Types of household energy storage inverters
Residential energy storage inverters can be classified into two technical routes: DC coupling and AC coupling. In a photovoltaic storage system, various components such as solar panels and PV glass, controllers, solar inverters, batteries, loads (electric appliances), and other equipment work together. AC or DC coupling refers to how the solar panels are connected to the energy storage or battery systems. The connection between the solar modules and ESS batteries can be either AC or DC. While most electronic circuits use direct current(DC), solar modules generate direct current, and home solar batteries store direct current, many appliances require alternating current(AC) for operation.
In a hybrid solar energy storage system, the direct current generated by the solar panels is stored in the battery pack through the controller.

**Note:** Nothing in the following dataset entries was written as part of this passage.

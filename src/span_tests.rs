use super::*;

#[test]
fn span_basics_and_conversions() {
    let s = Span::new(10, 20);
    assert_eq!(s.start, 10);
    assert_eq!(s.end, 20);
    assert_eq!(s.len(), 10);

    assert!(Span::new(0, 0).is_empty());
    assert!(!Span::new(0, 1).is_empty());

    // inverted spans never report a negative length
    assert_eq!(Span::new(5, 1).len(), 0);

    let t: (u32, u32) = Span::new(5, 10).into();
    assert_eq!(t, (5, 10));

    let t: (usize, usize) = Span::new(5, 10).into();
    assert_eq!(t, (5, 10));

    let s: Span = (3u32..7u32).into();
    assert_eq!(s, Span::new(3, 7));

    let r: std::ops::Range<usize> = Span::new(3, 7).into();
    assert_eq!(r, 3usize..7usize);

    assert_eq!(Span::at(4, 9), Span::new(4, 9));
}

#[test]
fn join_covers_both() {
    let cases = [
        ((0, 3), (5, 9), (0, 9)),
        ((5, 9), (0, 3), (0, 9)),
        ((2, 8), (3, 4), (2, 8)),
    ];
    for (a, b, expected) in cases {
        let joined = Span::new(a.0, a.1).join(Span::new(b.0, b.1));
        assert_eq!(joined, Span::new(expected.0, expected.1), "{a:?} + {b:?}");
    }
}
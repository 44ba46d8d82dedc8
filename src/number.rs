//! Integer, float and boolean literals.

use crate::cursor::{Cursor, is_keylike_byte};
use crate::error::{Error, ErrorKind};

#[cfg(test)]
#[path = "./number_tests.rs"]
mod tests;

/// Radix an integer literal was written in.
#[derive(Clone, Copy, Debug, PartialEq, Eq, Hash, Default)]
pub enum Base {
    #[default]
    Decimal,
    Hex,
    Octal,
    Binary,
}

impl Base {
    pub fn radix(self) -> u32 {
        match self {
            Base::Decimal => 10,
            Base::Hex => 16,
            Base::Octal => 8,
            Base::Binary => 2,
        }
    }

    pub(crate) fn prefix(self) -> &'static str {
        match self {
            Base::Decimal => "",
            Base::Hex => "0x",
            Base::Octal => "0o",
            Base::Binary => "0b",
        }
    }
}

/// A 64-bit integer that remembers the base it was written in.
#[derive(Clone, Copy, Debug, PartialEq, Eq, Hash)]
pub struct Integer {
    pub value: i64,
    pub base: Base,
}

impl Integer {
    pub fn new(value: i64, base: Base) -> Self {
        Integer { value, base }
    }

    /// Narrows the value to a smaller integer type.
    ///
    /// ```
    /// use toml_lattice::{Base, Integer};
    ///
    /// let port = Integer::new(8080, Base::Decimal);
    /// assert_eq!(port.to_width::<u16>(), Some(8080));
    /// assert_eq!(port.to_width::<i8>(), None);
    /// ```
    pub fn to_width<T: TryFrom<i64>>(self) -> Option<T> {
        T::try_from(self.value).ok()
    }
}

impl From<i64> for Integer {
    fn from(value: i64) -> Self {
        Integer::new(value, Base::Decimal)
    }
}

/// A parsed float, with a note when `-nan` lost its sign.
#[derive(Clone, Copy, Debug)]
pub(crate) struct FloatLiteral {
    pub(crate) value: f64,
    pub(crate) negative_nan: bool,
}

/// Consumes a run of `radix` digits in which every `_` sits between two
/// digits. The digits are appended to `out`; returns how many were read.
fn scan_digits(
    cur: &mut Cursor<'_>,
    start: usize,
    radix: u32,
    out: &mut String,
) -> Result<usize, Error> {
    let mut count = 0;
    loop {
        match cur.peek() {
            Some(b) if (b as char).is_digit(radix) => {
                out.push(b as char);
                count += 1;
                cur.advance(1);
            }
            Some(b'_') => {
                let next_is_digit = cur
                    .peek_at(1)
                    .is_some_and(|b| (b as char).is_digit(radix));
                if count == 0 || !next_is_digit {
                    cur.advance(1);
                    return Err(invalid(cur, start, "underscores must sit between digits"));
                }
                cur.advance(1);
            }
            _ => return Ok(count),
        }
    }
}

fn eat_sign(cur: &mut Cursor<'_>) -> Option<u8> {
    match cur.peek() {
        Some(b @ (b'+' | b'-')) => {
            cur.advance(1);
            Some(b)
        }
        _ => None,
    }
}

/// Eats `word` when it is not the prefix of a longer bare word.
fn eat_word(cur: &mut Cursor<'_>, word: &str) -> bool {
    if cur.starts_with(word) && !cur.peek_at(word.len()).is_some_and(is_keylike_byte) {
        cur.advance(word.len());
        true
    } else {
        false
    }
}

/// Floats need a fraction or an exponent; anything else is left for the
/// integer rule.
pub(crate) fn try_float(cur: &mut Cursor<'_>) -> Result<Option<FloatLiteral>, Error> {
    cur.attempt(|cur| {
        let start = cur.pos();
        let sign = eat_sign(cur);
        let negative = sign == Some(b'-');

        if eat_word(cur, "inf") {
            let value = if negative { f64::NEG_INFINITY } else { f64::INFINITY };
            return Ok(Some(FloatLiteral {
                value,
                negative_nan: false,
            }));
        }
        if eat_word(cur, "nan") {
            return Ok(Some(FloatLiteral {
                value: f64::NAN,
                negative_nan: negative,
            }));
        }

        let mut text = String::new();
        if negative {
            text.push('-');
        }
        let int_start = cur.pos();
        if scan_digits(cur, start, 10, &mut text)? == 0 {
            return Ok(None);
        }
        let int_len = cur.pos() - int_start;
        let has_fraction = cur.peek() == Some(b'.');
        let has_exponent = matches!(cur.peek(), Some(b'e' | b'E'));
        if !has_fraction && !has_exponent {
            return Ok(None);
        }
        if int_len > 1 && cur.slice(int_start, int_start + 1) == "0" {
            return Err(invalid(cur, start, "leading zeros are not allowed"));
        }

        if cur.eat(b'.') {
            text.push('.');
            if scan_digits(cur, start, 10, &mut text)? == 0 {
                return Err(invalid(cur, start, "a decimal point must be followed by digits"));
            }
        }
        if let Some(b'e' | b'E') = cur.peek() {
            cur.advance(1);
            text.push('e');
            if let Some(s) = eat_sign(cur) {
                text.push(s as char);
            }
            if scan_digits(cur, start, 10, &mut text)? == 0 {
                return Err(invalid(cur, start, "an exponent must have digits"));
            }
        }

        match text.parse::<f64>() {
            Ok(value) if value.is_finite() => Ok(Some(FloatLiteral {
                value,
                negative_nan: false,
            })),
            _ => Err(invalid(cur, start, "float out of range")),
        }
    })
}

pub(crate) fn try_integer(cur: &mut Cursor<'_>) -> Result<Option<Integer>, Error> {
    cur.attempt(|cur| {
        let start = cur.pos();
        let sign = eat_sign(cur);

        let base = match (cur.peek(), cur.peek_at(1)) {
            (Some(b'0'), Some(b'x')) => Some(Base::Hex),
            (Some(b'0'), Some(b'o')) => Some(Base::Octal),
            (Some(b'0'), Some(b'b')) => Some(Base::Binary),
            _ => None,
        };

        if let Some(base) = base {
            if sign.is_some() {
                cur.advance(2);
                return Err(invalid(cur, start, "base prefixes cannot carry a sign"));
            }
            cur.advance(2);
            let mut digits = String::new();
            if scan_digits(cur, start, base.radix(), &mut digits)? == 0 {
                return Err(invalid(cur, start, "missing digits after the base prefix"));
            }
            return match i64::from_str_radix(&digits, base.radix()) {
                Ok(value) => Ok(Some(Integer { value, base })),
                Err(_) => Err(cur.error(start, Some(cur.pos()), ErrorKind::OutOfRange("i64"))),
            };
        }

        match (cur.peek(), cur.peek_at(1)) {
            (Some(b'0'), Some(b'0'..=b'9' | b'_')) => {
                cur.advance(2);
                Err(invalid(cur, start, "leading zeros are not allowed"))
            }
            (Some(b'0'), Some(b'.' | b'-' | b':')) => Ok(None),
            (Some(b'0'), _) => {
                cur.advance(1);
                Ok(Some(Integer::new(0, Base::Decimal)))
            }
            (Some(b'1'..=b'9'), _) => {
                let mut digits = String::new();
                if sign == Some(b'-') {
                    digits.push('-');
                }
                scan_digits(cur, start, 10, &mut digits)?;
                match digits.parse::<i64>() {
                    Ok(value) => Ok(Some(Integer::new(value, Base::Decimal))),
                    Err(_) => Err(cur.error(start, Some(cur.pos()), ErrorKind::OutOfRange("i64"))),
                }
            }
            _ => Ok(None),
        }
    })
}

pub(crate) fn try_boolean(cur: &mut Cursor<'_>) -> Option<bool> {
    if eat_word(cur, "true") {
        Some(true)
    } else if eat_word(cur, "false") {
        Some(false)
    } else {
        None
    }
}

#[cold]
fn invalid(cur: &Cursor<'_>, start: usize, reason: &'static str) -> Error {
    cur.error(start, Some(cur.pos()), ErrorKind::InvalidNumber(reason))
}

Additionally, the grid can also charge the battery through a bidirectional DC-AC converter. The energy convergence point is at the DC BESS battery end. During the day, photovoltaic power generation first supplies the load (household electric products) and then charges the battery through the MPPT solar controller. The energy storage system is connected to the state grid, allowing for excess power to be fed into the grid. At night, the battery discharges to supply power to the load, with any shortfall supplemented by the grid. It’s worth noting that lithium batteries only supply power to off-grid loads and cannot be used for grid-connected loads when the power grid is out. In instances where the load power exceeds the PV power, both the grid and solar battery storage system can supply power to the load simultaneously. The battery plays a crucial role in balancing the energy of the system due to the fluctuating nature of photovoltaic power generation and load power consumption. Furthermore, the system allows users to set charging and discharging times to meet their specific electricity demands.
How a DC Coupled Energy Storage System Works
Hybrid photovoltaic + energy storage system
The solar hybrid inverter combines on and off grid functionality to enhance the efficiency of charging. Unlike on-grid inverters, which automatically disconnect the solar panel system during a power outage for safety reasons, hybrid inverters offer users the ability to utilize power even during blackouts, as they can operate both off grid and connected to the grid. An advantage of hybrid inverters is the simplified energy monitoring they provide. Users can easily access important data such as performance and energy production through the inverter panel or connected smart devices. In cases where the system includes two inverters, each must be monitored separately. DC coupling is employed in hybrid inverters to minimize losses in AC-DC conversion. Battery charging efficiency with DC coupling can reach approximately 95-99%, compared to 90% with AC coupling.
Furthermore, hybrid inverters are economical, compact, and easy to install. Installing a new hybrid inverter with DC-coupled batteries may be more cost-effective than retrofitting AC-coupled batteries into an existing system. The solar controllers used in hybrid inverters are less expensive than grid-tied inverters, while transfer switches are less costly than electric distribution cabinets. The DC coupling solar inverter can also integrate control and inverter functions into a single machine, resulting in additional savings in equipment and installation expenses. The cost effectiveness of the DC coupling system is particularly pronounced in small and medium off grid energy storage systems. The modular design of hybrid inverters allows for easy addition of components and controllers, with the option of incorporating additional components using a relatively inexpensive DC solar controller. Hybrid inverters are also designed to facilitate the integration of storage at any time, simplifying the process of adding battery packs. The hybrid inverter system is characterized by its compact size, utilization of high-voltage batteries, and reduced cable sizes, resulting in lower overall losses.